# What the task requires:
Every entry needs to be written out again exactly.

(Source information Opens)

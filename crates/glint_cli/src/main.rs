//! `glint` command line renderer.

mod demo;

use std::path::PathBuf;

use anyhow::{bail, Context, Result};
use clap::Parser;
use glint_renderer::{
    advance_one_sample, extract_image, Bvh, RenderParams, RenderState, ShaderKind, DEFAULT_SEED,
};
use glint_scene::Scene;
use indicatif::{ProgressBar, ProgressStyle};

/// Progressive multi-shader path tracer
#[derive(Parser, Debug)]
#[command(name = "glint", version, about)]
struct Cli {
    /// JSON scene file
    #[arg(long, conflicts_with = "demo")]
    scene: Option<PathBuf>,

    /// Render the built-in demo scene
    #[arg(long)]
    demo: bool,

    /// Output PNG
    #[arg(short, long, default_value = "out.png")]
    output: PathBuf,

    /// Camera index
    #[arg(long, default_value_t = 0)]
    camera: usize,

    /// Size of the larger image side in pixels
    #[arg(short, long, default_value_t = 720)]
    resolution: u32,

    /// Shader: raytrace, matte, eyelight, normal, texcoord, color, matcap, cellshading
    #[arg(long, default_value = "raytrace")]
    shader: ShaderKind,

    /// Samples per pixel
    #[arg(short, long, default_value_t = 512)]
    samples: u32,

    /// Maximum path depth
    #[arg(short, long, default_value_t = 4)]
    bounces: u32,

    /// Render pixels on the calling thread only
    #[arg(long)]
    noparallel: bool,

    /// Seed for the per-pixel generators
    #[arg(long, default_value_t = DEFAULT_SEED)]
    seed: u64,
}

impl Cli {
    fn params(&self) -> RenderParams {
        RenderParams::default()
            .with_camera(self.camera)
            .with_resolution(self.resolution)
            .with_shader(self.shader)
            .with_quality(self.samples, self.bounces)
            .with_noparallel(self.noparallel)
            .with_seed(self.seed)
    }

    fn load_scene(&self) -> Result<Scene> {
        match (&self.scene, self.demo) {
            (Some(path), _) => {
                Scene::load(path).with_context(|| format!("loading scene {}", path.display()))
            }
            (None, true) => Ok(demo::demo_scene()),
            (None, false) => bail!("either --scene or --demo is required"),
        }
    }
}

fn main() -> Result<()> {
    env_logger::Builder::from_default_env()
        .filter_level(log::LevelFilter::Info)
        .init();

    let cli = Cli::parse();
    let params = cli.params();
    let scene = cli.load_scene()?;
    let bounds = scene.world_bounds();
    log::info!(
        "Scene: {} instances, {} shapes, {} materials, bounds {:?} to {:?}",
        scene.instances.len(),
        scene.shapes.len(),
        scene.materials.len(),
        bounds.min(),
        bounds.max()
    );

    let bvh = Bvh::build(&scene);
    let mut state = RenderState::new(&scene, &params)?;
    log::info!(
        "Rendering {}x{} with {} shader, {} samples, {} bounces",
        state.width,
        state.height,
        params.shader,
        params.samples,
        params.bounces
    );

    let progress = ProgressBar::new(params.samples as u64);
    progress.set_style(
        ProgressStyle::with_template("[{elapsed_precise}] {bar:40.cyan/blue} {pos}/{len} samples ({eta})")
            .unwrap_or_else(|_| ProgressStyle::default_bar()),
    );
    while !state.is_done(&params) {
        advance_one_sample(&mut state, &scene, &bvh, &params)?;
        progress.inc(1);
    }
    progress.finish();

    extract_image(&state)
        .save_png(&cli.output)
        .with_context(|| format!("writing {}", cli.output.display()))?;
    log::info!("Saved {}", cli.output.display());
    Ok(())
}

(Source information Closes)

# Answer to this problem:
filename crates/glint_cli/src/main.rs
//! `glint` command line renderer.

mod demo;

use std::path::PathBuf;

use anyhow::{bail, Context, Result};
use clap::Parser;
use glint_renderer::{
    advance_one_sample, extract_image, Bvh, RenderParams, RenderState, ShaderKind, DEFAULT_SEED,
};
use glint_scene::Scene;
use indicatif::{ProgressBar, ProgressStyle};

/// Progressive multi-shader path tracer
#[derive(Parser, Debug)]
#[command(name = "glint", version, about)]
struct Cli {
    /// JSON scene file
    #[arg(long, conflicts_with = "demo")]
    scene: Option<PathBuf>,

    /// Render the built-in demo scene
    #[arg(long)]
    demo: bool,

    /// Output PNG
    #[arg(short, long, default_value = "out.png")]
    output: PathBuf,

    /// Camera index
    #[arg(long, default_value_t = 0)]
    camera: usize,

    /// Size of the larger image side in pixels
    #[arg(short, long, default_value_t = 720)]
    resolution: u32,

    /// Shader: raytrace, matte, eyelight, normal, texcoord, color, matcap, cellshading
    #[arg(long, default_value = "raytrace")]
    shader: ShaderKind,

    /// Samples per pixel
    #[arg(short, long, default_value_t = 512)]
    samples: u32,

    /// Maximum path depth
    #[arg(short, long, default_value_t = 4)]
    bounces: u32,

    /// Render pixels on the calling thread only
    #[arg(long)]
    noparallel: bool,

    /// Seed for the per-pixel generators
    #[arg(long, default_value_t = DEFAULT_SEED)]
    seed: u64,
}

impl Cli {
    fn params(&self) -> RenderParams {
        RenderParams::default()
            .with_camera(self.camera)
            .with_resolution(self.resolution)
            .with_shader(self.shader)
            .with_quality(self.samples, self.bounces)
            .with_noparallel(self.noparallel)
            .with_seed(self.seed)
    }

    fn load_scene(&self) -> Result<Scene> {
        match (&self.scene, self.demo) {
            (Some(path), _) => {
                Scene::load(path).with_context(|| format!("loading scene {}", path.display()))
            }
            (None, true) => Ok(demo::demo_scene()),
            (None, false) => bail!("either --scene or --demo is required"),
        }
    }
}

fn main() -> Result<()> {
    env_logger::Builder::from_default_env()
        .filter_level(log::LevelFilter::Info)
        .init();

    let cli = Cli::parse();
    let params = cli.params();
    let scene = cli.load_scene()?;
    let bounds = scene.world_bounds();
    log::info!(
        "Scene: {} instances, {} shapes, {} materials, bounds {:?} to {:?}",
        scene.instances.len(),
        scene.shapes.len(),
        scene.materials.len(),
        bounds.min(),
        bounds.max()
    );

    let bvh = Bvh::build(&scene);
    let mut state = RenderState::new(&scene, &params)?;
    log::info!(
        "Rendering {}x{} with {} shader, {} samples, {} bounces",
        state.width,
        state.height,
        params.shader,
        params.samples,
        params.bounces
    );

    let progress = ProgressBar::new(params.samples as u64);
    progress.set_style(
        ProgressStyle::with_template("[{elapsed_precise}] {bar:40.cyan/blue} {pos}/{len} samples ({eta})")
            .unwrap_or_else(|_| ProgressStyle::default_bar()),
    );
    while !state.is_done(&params) {
        advance_one_sample(&mut state, &scene, &bvh, &params)?;
        progress.inc(1);
    }
    progress.finish();

    extract_image(&state)
        .save_png(&cli.output)
        .with_context(|| format!("writing {}", cli.output.display()))?;
    log::info!("Saved {}", cli.output.display());
    Ok(())
}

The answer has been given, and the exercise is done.